Testando os limites da cretinice - 2

Do artigo de hoje do inefável Marcio Pochmann:

"Nesse sentido, a atual inflação global revela, de um lado, a força crescente dos monopólios privados a impor preços superiores aos custos para manutenção das margens fixas de lucro. De outro, o desequilíbrio de poder entre nação e corporação transnacional, cujo resultado tende a implicar aos trabalhadores, nos momentos de inflação, o prejuízo da perda do emprego ou da queda do salário. "

Brilhante, brilhante... Podemos inclusive - a partir desta explicação originalíssima - inferir os movimentos de formação de monopólios, bem como os momentos em que os monopólios deixaram de existir. Também podemos descobrir quando o pêndulo balança entre o poder da nação e da corporação transnacional. É só olhar quando a inflação aumenta ou cai...


Ainda bem que temos tal gênio entre nós.
P.S. Motivado pelo comentário do Anônimo das 11:10 proponho um concurso aos leitores. Vamos ver quem acha mais cretinices no artigo em questão. Depois eu coloco tudo num post (com o devido crédito).

quarta-feira, 6 de agosto de 2008

Palpite infeliz

Voltando de férias cheguei a pensar que teria pegado o avião errado.
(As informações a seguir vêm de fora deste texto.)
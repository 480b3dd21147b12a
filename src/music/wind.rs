//! Strike schedules for wind-driven and random chime playback.
//!
//! A chime hung in the wind is struck in short bursts: the striker swings
//! into one tube and then brushes a few of its neighbours on the same side
//! of the ring. These generators only decide *what* to strike and *how long
//! to wait*; pacing the strikes is left to the caller.

use rand::Rng;
use std::time::Duration;

/// Highest wind speed the wind model distinguishes; faster winds are clamped.
pub const MAX_WIND_SPEED: f64 = 50.0;

/// One planned strike of a scale entry.
#[derive(Debug, Clone, Copy, PartialEq)]
pub struct ScheduledStrike {
    /// Index into the chime's scale
    pub index: usize,
    /// Normalized strike amplitude (0.0 to 1.0)
    pub amplitude: f64,
    /// Time to wait after this strike before the next one
    pub wait: Duration,
}

/// A burst of strikes followed by a quiet pause.
#[derive(Debug, Clone, PartialEq, Default)]
pub struct Gust {
    pub strikes: Vec<ScheduledStrike>,
    /// Time to wait after the last strike before the next gust
    pub pause: Duration,
}

/// Linearly maps `x` from `in_range` to `out_range`, clamping to the output range.
///
/// # Examples
///
/// ```
/// use windchime::music::wind::map_range;
///
/// assert!((map_range(25.0, (0.0, 50.0), (0.4, 1.0)) - 0.7).abs() < 1e-12);
/// assert_eq!(map_range(80.0, (0.0, 50.0), (0.4, 1.0)), 1.0);
/// assert_eq!(map_range(0.0, (0.0, 50.0), (2.0, 0.01)), 2.0);
/// ```
pub fn map_range(x: f64, in_range: (f64, f64), out_range: (f64, f64)) -> f64 {
    let (in_min, in_max) = in_range;
    let (out_min, out_max) = out_range;
    let mapped = out_min + (x - in_min) * (out_max - out_min) / (in_max - in_min);
    if out_min <= out_max {
        mapped.clamp(out_min, out_max)
    } else {
        mapped.clamp(out_max, out_min)
    }
}

/// Wind-speed-driven strike pattern.
///
/// Each gust starts at a random tube, walks to adjacent tubes in one random
/// direction (wrapping around the ring), and plays a random number of them.
/// No more than half the tubes sound in one gust. Louder strikes and shorter
/// pauses come with stronger wind.
///
/// # Examples
///
/// ```
/// use rand::SeedableRng;
/// use windchime::WindPattern;
///
/// let mut rng = rand::rngs::StdRng::seed_from_u64(7);
/// let wind = WindPattern::new(20.0);
///
/// let gust = wind.next_gust(&mut rng, 6);
/// assert!(gust.strikes.len() <= 3);
/// assert!(gust.strikes.iter().all(|s| s.index < 6));
/// ```
#[derive(Debug, Clone, Copy, PartialEq)]
pub struct WindPattern {
    wind_speed: f64,
}

impl WindPattern {
    /// Creates a pattern for a wind speed between 0 and [`MAX_WIND_SPEED`].
    pub fn new(wind_speed: f64) -> Self {
        Self {
            wind_speed: wind_speed.clamp(0.0, MAX_WIND_SPEED),
        }
    }

    pub fn wind_speed(&self) -> f64 {
        self.wind_speed
    }

    pub fn set_wind_speed(&mut self, wind_speed: f64) {
        self.wind_speed = wind_speed.clamp(0.0, MAX_WIND_SPEED);
    }

    /// Strike amplitude for the current wind speed (0.4 in calm air, 1.0 in a gale).
    pub fn amplitude(&self) -> f64 {
        map_range(self.wind_speed, (0.0, MAX_WIND_SPEED), (0.4, 1.0))
    }

    /// Generates the next gust for a scale of `scale_len` notes.
    pub fn next_gust<R: Rng>(&self, rng: &mut R, scale_len: usize) -> Gust {
        let mut strikes = Vec::new();

        if scale_len > 0 {
            let reach = (scale_len / 2).max(1);
            let forward = rng.gen_bool(0.5);

            let mut candidates = Vec::with_capacity(reach);
            candidates.push(rng.gen_range(0..scale_len));
            for count in 1..reach {
                let previous = candidates[count - 1];
                let next = if forward {
                    (previous + 1) % scale_len
                } else {
                    (previous + scale_len - 1) % scale_len
                };
                candidates.push(next);
            }

            let to_play = rng.gen_range(0..=candidates.len());
            let amplitude = self.amplitude();
            strikes.extend(candidates.into_iter().take(to_play).map(|index| {
                ScheduledStrike {
                    index,
                    amplitude,
                    wait: Duration::from_millis(rng.gen_range(10..60) * 10),
                }
            }));
        }

        let calm = map_range(self.wind_speed, (0.0, MAX_WIND_SPEED), (2.0, 0.01));
        let pause = Duration::from_secs_f64(calm + rng.gen_range(0.0..0.5));

        Gust { strikes, pause }
    }
}

/// Unstructured random playback: a handful of full-volume strikes on random
/// tubes with long, uneven gaps.
#[derive(Debug, Clone, Copy, Default, PartialEq, Eq)]
pub struct RandomPattern;

impl RandomPattern {
    /// Generates the next burst for a scale of `scale_len` notes.
    ///
    /// # Examples
    ///
    /// ```
    /// use rand::SeedableRng;
    /// use windchime::RandomPattern;
    ///
    /// let mut rng = rand::rngs::StdRng::seed_from_u64(1);
    /// let burst = RandomPattern.next_burst(&mut rng, 5);
    /// assert!(burst.strikes.len() < 10);
    /// ```
    pub fn next_burst<R: Rng>(&self, rng: &mut R, scale_len: usize) -> Gust {
        let mut strikes = Vec::new();

        if scale_len > 0 {
            let count = rng.gen_range(0..10);
            for _ in 0..count {
                strikes.push(ScheduledStrike {
                    index: rng.gen_range(0..scale_len),
                    amplitude: 1.0,
                    wait: Duration::from_millis(rng.gen_range(1..3) * 600),
                });
            }
        }

        let pause = Duration::from_millis(rng.gen_range(1..10) * 500);
        Gust { strikes, pause }
    }
}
Além de estarmos em meio a um ciclo de aperto monetário em que o Banco Central não fica com a fama de malvado (corretamente atribuída à política fiscal), ainda tive o prazer de ver “keynesianos de quermesse” empedernidos admitindo publicamente não só a necessidade de uma redução do gasto público, mas também que o BC está correto em elevar a taxa de juros.

Uma leitura mais atenta, porém, me revelou que havia realmente retornado ao Brasil. Mesmo reconhecendo que a redução do ritmo de crescimento da demanda é necessária para conter a aceleração da inflação e trazê-la de volta à meta, a quermesse acusa agora o BC de ter desperdiçado uma “janela da oportunidade” para reduzir a taxa de juros.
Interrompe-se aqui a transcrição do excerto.